Please count how many lines below contain the word "environment" and give nothing but that figure.

**** DATA IN THIS EXERCISE

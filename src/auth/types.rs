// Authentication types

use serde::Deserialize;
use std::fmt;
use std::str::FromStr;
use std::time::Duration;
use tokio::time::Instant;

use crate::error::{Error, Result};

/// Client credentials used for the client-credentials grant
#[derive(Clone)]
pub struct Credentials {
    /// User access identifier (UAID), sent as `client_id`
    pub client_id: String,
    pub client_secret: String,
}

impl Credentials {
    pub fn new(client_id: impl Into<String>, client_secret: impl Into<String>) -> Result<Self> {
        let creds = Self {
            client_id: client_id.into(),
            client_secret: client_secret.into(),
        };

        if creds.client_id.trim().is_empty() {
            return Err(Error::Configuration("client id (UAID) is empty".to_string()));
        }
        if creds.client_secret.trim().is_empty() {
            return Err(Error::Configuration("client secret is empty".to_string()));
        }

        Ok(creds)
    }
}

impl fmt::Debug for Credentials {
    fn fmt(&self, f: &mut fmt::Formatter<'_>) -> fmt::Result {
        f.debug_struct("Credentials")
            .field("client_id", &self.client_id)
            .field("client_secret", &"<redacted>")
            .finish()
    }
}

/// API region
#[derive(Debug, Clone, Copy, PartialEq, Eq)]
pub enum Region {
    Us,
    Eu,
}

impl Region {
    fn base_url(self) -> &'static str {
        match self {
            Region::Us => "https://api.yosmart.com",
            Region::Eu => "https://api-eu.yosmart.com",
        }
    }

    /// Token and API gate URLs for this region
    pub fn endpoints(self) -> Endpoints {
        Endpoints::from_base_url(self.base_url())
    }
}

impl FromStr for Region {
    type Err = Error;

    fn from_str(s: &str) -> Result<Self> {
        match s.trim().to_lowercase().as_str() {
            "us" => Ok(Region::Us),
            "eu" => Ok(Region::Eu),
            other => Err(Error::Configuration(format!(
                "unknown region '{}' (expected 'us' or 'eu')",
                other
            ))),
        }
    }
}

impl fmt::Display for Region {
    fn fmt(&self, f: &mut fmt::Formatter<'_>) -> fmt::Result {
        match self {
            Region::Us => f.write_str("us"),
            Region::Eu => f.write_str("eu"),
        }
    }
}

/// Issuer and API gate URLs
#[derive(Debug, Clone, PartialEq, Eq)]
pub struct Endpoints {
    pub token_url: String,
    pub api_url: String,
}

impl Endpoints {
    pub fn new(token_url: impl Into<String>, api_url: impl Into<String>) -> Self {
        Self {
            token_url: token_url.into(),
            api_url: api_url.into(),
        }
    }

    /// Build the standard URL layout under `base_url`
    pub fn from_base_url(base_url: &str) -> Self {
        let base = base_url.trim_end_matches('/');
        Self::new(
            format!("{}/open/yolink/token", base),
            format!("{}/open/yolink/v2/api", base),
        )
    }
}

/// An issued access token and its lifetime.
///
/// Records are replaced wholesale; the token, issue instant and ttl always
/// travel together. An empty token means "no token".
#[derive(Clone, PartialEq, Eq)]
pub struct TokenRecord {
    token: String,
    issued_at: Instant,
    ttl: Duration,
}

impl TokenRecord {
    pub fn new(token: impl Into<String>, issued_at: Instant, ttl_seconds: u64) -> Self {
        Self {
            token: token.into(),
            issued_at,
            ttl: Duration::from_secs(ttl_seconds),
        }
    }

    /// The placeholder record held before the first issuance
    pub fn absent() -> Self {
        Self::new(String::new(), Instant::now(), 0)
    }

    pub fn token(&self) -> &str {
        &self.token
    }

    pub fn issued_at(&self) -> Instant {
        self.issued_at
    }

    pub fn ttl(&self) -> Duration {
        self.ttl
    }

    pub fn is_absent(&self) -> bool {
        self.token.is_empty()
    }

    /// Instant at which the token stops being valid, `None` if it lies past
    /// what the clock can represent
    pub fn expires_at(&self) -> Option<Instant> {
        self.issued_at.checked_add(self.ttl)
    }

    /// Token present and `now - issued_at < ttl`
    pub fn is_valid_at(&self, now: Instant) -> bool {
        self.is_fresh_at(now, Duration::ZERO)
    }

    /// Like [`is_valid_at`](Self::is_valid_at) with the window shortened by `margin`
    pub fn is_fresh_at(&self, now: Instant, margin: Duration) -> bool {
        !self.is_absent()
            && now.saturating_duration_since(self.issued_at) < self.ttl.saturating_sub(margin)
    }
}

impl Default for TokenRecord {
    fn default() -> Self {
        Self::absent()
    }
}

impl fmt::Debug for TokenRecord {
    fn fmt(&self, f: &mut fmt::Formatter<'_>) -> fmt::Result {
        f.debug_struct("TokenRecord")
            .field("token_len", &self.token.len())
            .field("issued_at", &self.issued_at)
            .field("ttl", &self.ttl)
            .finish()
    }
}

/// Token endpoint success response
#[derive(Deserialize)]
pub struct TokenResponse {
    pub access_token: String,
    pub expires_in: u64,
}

********
**** DATA IN THIS EXERCISE

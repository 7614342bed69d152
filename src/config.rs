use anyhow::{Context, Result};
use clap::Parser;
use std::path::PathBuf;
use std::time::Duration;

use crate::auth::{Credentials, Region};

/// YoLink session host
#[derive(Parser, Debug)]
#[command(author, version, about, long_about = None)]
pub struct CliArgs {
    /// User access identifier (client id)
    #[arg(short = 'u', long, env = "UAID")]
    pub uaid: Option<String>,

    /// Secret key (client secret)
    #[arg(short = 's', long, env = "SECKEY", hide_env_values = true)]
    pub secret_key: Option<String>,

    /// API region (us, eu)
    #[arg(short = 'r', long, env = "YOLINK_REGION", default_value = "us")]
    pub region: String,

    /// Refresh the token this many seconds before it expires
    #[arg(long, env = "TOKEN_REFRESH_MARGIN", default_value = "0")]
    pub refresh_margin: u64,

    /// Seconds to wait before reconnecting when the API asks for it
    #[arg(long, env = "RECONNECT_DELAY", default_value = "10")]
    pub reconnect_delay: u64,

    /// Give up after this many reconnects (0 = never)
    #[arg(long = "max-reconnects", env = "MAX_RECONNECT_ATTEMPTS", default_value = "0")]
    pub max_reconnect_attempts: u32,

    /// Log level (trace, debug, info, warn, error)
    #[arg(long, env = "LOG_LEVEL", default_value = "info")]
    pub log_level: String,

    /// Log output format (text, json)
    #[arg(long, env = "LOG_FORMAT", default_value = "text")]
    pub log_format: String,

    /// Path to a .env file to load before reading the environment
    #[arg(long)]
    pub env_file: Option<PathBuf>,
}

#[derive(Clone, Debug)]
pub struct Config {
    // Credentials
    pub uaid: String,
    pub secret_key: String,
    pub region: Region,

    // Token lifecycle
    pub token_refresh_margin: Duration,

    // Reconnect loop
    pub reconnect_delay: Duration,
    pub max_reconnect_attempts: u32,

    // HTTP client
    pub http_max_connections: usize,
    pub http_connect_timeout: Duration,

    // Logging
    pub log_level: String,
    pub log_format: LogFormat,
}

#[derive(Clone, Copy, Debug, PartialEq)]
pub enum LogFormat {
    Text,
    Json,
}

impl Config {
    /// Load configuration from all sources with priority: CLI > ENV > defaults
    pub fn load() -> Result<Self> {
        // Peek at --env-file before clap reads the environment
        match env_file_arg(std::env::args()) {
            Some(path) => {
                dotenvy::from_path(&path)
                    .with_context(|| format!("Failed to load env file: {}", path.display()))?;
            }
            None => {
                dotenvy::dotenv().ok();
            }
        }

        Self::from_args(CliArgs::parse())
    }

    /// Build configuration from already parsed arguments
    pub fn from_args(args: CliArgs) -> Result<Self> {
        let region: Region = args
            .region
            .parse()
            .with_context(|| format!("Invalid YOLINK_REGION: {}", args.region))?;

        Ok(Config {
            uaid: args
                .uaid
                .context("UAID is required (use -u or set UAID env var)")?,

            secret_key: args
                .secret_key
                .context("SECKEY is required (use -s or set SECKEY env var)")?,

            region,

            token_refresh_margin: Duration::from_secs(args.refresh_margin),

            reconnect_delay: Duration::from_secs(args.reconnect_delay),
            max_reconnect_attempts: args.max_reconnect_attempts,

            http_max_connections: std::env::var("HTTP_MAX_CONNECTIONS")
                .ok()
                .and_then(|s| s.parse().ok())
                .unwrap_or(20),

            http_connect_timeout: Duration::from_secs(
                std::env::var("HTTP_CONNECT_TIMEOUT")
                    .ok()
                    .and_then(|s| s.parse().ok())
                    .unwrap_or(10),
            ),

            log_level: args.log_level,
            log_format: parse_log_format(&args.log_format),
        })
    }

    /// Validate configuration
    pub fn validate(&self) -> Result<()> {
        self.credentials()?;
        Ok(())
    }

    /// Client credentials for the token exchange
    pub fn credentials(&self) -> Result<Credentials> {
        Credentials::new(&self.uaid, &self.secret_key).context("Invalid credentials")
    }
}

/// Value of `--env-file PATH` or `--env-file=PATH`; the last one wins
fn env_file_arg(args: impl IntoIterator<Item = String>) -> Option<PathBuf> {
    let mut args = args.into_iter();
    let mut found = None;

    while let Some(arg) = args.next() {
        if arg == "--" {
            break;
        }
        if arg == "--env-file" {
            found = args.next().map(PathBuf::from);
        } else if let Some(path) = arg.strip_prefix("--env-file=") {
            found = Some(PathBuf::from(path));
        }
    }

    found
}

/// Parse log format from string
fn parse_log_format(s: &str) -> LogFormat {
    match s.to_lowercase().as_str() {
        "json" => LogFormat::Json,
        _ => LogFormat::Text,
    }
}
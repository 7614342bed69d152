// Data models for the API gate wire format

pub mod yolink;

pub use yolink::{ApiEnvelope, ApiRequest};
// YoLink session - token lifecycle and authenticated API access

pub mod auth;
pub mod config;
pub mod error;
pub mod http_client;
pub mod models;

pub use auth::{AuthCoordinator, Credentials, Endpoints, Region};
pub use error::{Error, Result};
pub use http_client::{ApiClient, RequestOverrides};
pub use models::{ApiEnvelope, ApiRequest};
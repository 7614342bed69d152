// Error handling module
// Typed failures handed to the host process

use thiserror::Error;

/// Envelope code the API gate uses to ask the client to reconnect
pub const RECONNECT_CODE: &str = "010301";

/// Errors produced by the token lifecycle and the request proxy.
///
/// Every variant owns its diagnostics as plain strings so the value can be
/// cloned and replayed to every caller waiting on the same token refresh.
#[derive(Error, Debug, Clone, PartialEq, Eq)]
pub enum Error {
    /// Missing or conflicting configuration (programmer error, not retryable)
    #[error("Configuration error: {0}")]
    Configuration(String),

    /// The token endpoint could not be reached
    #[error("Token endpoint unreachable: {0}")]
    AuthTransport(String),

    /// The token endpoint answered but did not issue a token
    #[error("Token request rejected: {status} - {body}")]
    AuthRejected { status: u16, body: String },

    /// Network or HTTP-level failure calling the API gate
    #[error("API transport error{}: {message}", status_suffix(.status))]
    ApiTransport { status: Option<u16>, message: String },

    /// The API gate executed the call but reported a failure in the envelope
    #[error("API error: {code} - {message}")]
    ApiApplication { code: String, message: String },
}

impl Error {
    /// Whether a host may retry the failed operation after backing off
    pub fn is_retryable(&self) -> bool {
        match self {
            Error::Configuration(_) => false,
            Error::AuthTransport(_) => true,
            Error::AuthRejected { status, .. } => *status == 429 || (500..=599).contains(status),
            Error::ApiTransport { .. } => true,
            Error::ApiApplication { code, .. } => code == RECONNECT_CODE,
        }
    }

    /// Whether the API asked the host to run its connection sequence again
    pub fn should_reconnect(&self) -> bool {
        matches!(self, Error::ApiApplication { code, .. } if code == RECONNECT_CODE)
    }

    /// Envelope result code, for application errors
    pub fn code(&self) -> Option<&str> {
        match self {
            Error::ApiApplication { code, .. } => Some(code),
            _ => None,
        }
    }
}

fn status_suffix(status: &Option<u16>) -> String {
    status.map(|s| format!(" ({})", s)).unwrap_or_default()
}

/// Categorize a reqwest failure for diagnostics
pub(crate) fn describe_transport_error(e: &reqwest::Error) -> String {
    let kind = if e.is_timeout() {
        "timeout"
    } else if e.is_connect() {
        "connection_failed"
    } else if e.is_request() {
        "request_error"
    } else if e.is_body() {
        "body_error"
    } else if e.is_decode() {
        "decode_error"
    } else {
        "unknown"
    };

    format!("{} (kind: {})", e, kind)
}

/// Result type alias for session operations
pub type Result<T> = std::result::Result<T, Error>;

********
**** DATA IN THIS EXERCISE

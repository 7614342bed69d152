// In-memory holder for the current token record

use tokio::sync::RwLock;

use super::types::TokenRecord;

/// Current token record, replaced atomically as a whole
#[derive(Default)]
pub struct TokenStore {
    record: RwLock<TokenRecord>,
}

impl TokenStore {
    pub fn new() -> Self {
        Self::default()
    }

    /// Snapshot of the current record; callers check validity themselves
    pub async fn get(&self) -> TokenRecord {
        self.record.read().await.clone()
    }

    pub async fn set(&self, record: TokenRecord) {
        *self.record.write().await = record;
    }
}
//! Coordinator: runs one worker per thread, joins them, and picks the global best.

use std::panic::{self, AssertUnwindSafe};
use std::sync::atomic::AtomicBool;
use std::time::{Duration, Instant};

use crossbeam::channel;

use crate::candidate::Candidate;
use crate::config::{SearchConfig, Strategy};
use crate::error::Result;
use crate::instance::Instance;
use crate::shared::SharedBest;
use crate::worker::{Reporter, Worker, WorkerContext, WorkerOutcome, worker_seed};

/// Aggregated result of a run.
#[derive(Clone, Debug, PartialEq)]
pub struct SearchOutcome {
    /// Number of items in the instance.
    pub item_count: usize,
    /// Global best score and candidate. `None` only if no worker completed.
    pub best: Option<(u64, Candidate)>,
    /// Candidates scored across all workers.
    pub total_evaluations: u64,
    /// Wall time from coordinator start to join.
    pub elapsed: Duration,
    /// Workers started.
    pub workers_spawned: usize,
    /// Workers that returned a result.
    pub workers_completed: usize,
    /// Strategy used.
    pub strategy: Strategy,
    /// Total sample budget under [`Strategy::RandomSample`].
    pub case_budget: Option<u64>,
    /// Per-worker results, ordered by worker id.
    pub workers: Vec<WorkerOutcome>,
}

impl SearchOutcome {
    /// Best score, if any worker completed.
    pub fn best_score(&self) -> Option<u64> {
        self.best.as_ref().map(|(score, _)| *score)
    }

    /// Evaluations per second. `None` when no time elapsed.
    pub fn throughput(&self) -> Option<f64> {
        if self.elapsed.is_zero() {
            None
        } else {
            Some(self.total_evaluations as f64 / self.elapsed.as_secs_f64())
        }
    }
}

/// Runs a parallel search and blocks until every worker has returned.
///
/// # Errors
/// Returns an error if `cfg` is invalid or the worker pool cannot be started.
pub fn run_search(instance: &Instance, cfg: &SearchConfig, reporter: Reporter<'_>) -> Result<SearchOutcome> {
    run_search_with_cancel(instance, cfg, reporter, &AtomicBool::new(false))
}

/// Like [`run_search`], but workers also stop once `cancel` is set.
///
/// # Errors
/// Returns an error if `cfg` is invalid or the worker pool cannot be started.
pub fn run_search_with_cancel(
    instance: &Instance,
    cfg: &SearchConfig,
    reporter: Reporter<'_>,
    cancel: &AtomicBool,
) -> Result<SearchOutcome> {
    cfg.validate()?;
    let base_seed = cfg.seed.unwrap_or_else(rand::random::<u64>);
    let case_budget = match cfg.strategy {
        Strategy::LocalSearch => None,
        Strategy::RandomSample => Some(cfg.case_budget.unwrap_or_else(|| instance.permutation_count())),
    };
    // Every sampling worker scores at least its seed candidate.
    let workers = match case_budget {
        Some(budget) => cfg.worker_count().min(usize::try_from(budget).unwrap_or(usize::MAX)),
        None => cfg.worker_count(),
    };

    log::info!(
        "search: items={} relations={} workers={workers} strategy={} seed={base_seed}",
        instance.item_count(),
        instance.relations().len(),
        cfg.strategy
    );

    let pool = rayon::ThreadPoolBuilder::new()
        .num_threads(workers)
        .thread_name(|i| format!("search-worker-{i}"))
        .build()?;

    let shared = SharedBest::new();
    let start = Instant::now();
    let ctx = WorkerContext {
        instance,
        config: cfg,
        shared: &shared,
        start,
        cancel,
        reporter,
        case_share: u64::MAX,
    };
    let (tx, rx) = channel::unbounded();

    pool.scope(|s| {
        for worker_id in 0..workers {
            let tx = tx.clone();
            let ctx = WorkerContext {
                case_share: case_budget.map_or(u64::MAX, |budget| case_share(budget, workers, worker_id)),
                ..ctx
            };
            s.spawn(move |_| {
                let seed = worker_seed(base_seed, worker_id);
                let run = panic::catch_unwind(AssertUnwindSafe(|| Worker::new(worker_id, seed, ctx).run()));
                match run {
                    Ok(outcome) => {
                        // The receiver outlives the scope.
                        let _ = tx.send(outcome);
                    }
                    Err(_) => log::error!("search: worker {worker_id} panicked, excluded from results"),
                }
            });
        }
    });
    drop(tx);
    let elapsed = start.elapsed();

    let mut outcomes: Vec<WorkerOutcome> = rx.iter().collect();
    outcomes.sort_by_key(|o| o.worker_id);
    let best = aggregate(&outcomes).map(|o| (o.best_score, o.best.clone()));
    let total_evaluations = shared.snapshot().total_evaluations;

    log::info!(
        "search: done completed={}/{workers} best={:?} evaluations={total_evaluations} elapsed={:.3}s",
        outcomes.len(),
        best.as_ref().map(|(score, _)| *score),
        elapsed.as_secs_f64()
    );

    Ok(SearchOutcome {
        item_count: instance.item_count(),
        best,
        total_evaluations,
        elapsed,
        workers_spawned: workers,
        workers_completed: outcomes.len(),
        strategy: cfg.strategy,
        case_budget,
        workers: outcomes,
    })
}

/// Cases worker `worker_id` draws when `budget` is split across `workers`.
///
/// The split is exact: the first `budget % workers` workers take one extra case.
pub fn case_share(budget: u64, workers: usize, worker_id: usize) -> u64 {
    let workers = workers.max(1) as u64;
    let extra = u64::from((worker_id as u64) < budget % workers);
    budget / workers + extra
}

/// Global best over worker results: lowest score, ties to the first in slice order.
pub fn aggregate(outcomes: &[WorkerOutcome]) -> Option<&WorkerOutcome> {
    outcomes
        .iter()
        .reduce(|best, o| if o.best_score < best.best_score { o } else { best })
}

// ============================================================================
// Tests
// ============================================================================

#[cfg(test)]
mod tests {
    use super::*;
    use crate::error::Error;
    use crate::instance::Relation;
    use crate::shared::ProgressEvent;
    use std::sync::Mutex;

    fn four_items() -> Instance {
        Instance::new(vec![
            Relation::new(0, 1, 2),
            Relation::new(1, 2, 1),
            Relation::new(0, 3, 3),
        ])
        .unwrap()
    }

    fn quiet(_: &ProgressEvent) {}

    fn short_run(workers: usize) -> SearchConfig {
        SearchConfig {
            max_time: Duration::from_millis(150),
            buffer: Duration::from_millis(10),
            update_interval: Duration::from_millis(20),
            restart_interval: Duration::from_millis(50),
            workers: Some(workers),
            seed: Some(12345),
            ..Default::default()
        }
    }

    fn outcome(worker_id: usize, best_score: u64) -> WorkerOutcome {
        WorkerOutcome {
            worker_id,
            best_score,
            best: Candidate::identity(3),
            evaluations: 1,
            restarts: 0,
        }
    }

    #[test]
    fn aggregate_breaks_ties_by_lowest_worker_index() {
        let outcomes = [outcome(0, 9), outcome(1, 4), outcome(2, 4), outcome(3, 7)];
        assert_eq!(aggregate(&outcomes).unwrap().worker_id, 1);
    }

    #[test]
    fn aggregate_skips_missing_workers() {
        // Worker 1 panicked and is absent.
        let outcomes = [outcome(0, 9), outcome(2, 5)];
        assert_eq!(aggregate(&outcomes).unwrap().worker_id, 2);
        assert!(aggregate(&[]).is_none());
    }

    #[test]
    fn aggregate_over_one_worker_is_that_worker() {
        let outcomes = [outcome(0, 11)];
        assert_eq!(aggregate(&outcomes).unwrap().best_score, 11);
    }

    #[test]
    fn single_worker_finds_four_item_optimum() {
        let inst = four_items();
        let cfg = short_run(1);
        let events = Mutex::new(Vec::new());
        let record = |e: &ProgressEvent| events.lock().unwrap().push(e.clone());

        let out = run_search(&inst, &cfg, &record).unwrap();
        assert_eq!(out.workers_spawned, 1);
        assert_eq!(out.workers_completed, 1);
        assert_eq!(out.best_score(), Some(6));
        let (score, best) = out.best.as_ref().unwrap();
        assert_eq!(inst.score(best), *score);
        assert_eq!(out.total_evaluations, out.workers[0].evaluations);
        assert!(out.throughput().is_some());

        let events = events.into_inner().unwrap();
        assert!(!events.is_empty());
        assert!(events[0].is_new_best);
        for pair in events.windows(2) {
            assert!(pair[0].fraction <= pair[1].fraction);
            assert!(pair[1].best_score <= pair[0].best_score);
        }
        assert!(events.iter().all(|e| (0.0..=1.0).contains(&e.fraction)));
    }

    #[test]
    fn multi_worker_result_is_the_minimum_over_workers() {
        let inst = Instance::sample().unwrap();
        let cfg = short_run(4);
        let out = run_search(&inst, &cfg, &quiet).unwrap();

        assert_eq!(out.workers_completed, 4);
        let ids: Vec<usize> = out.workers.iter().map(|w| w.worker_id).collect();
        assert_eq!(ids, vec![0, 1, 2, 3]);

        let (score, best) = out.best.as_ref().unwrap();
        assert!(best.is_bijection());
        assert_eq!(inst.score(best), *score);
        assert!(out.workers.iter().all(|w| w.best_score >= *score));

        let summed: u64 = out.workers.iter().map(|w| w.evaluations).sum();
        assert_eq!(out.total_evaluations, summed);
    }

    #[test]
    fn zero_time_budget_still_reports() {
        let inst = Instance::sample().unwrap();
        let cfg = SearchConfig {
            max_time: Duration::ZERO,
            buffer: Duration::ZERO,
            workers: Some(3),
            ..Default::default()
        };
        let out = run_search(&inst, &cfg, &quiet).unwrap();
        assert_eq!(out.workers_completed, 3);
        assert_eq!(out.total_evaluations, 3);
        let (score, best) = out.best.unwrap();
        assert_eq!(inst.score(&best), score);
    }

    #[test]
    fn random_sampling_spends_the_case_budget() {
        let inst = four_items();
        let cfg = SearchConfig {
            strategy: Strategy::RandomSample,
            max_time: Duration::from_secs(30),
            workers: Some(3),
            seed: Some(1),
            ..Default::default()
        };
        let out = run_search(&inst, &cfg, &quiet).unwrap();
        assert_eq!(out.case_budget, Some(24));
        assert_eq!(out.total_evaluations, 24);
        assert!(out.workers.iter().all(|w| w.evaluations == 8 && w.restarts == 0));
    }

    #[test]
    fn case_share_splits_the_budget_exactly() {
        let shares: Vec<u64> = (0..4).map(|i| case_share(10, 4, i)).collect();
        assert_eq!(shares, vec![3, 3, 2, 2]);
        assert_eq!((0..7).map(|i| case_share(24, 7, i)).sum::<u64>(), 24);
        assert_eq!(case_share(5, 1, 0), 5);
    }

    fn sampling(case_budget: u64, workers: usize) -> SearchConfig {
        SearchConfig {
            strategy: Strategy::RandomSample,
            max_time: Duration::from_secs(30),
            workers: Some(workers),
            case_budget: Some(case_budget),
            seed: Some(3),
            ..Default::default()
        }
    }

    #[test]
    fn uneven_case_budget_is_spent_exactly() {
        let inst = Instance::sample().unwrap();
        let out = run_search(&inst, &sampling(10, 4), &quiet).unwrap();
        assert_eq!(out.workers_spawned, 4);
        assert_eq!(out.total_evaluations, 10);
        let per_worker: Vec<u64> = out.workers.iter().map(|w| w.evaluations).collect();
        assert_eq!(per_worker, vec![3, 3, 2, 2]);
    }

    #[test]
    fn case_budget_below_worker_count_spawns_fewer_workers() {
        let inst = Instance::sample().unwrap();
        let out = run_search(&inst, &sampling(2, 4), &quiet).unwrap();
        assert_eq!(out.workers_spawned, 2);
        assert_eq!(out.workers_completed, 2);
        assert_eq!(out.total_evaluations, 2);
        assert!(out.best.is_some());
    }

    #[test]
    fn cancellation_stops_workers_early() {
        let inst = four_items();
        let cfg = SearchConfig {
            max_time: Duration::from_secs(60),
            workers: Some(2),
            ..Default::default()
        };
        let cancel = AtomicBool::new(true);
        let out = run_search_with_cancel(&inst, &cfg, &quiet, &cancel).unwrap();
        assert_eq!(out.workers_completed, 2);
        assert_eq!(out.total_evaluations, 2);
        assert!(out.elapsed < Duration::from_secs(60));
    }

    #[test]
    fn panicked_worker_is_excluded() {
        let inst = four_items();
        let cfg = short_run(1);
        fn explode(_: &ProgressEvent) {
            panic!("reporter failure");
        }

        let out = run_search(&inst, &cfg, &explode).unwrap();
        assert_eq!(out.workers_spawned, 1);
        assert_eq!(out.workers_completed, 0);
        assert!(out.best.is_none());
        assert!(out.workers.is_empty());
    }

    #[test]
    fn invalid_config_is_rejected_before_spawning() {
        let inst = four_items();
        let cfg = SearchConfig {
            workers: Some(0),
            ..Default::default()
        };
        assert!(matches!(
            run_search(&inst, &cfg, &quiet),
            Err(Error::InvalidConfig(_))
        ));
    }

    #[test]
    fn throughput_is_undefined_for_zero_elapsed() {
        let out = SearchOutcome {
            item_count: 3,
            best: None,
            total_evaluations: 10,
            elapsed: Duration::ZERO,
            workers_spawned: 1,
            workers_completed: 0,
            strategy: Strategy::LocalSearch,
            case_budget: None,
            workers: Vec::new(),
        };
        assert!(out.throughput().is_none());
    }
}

********

> [EXERCISE RESPONSE]: 2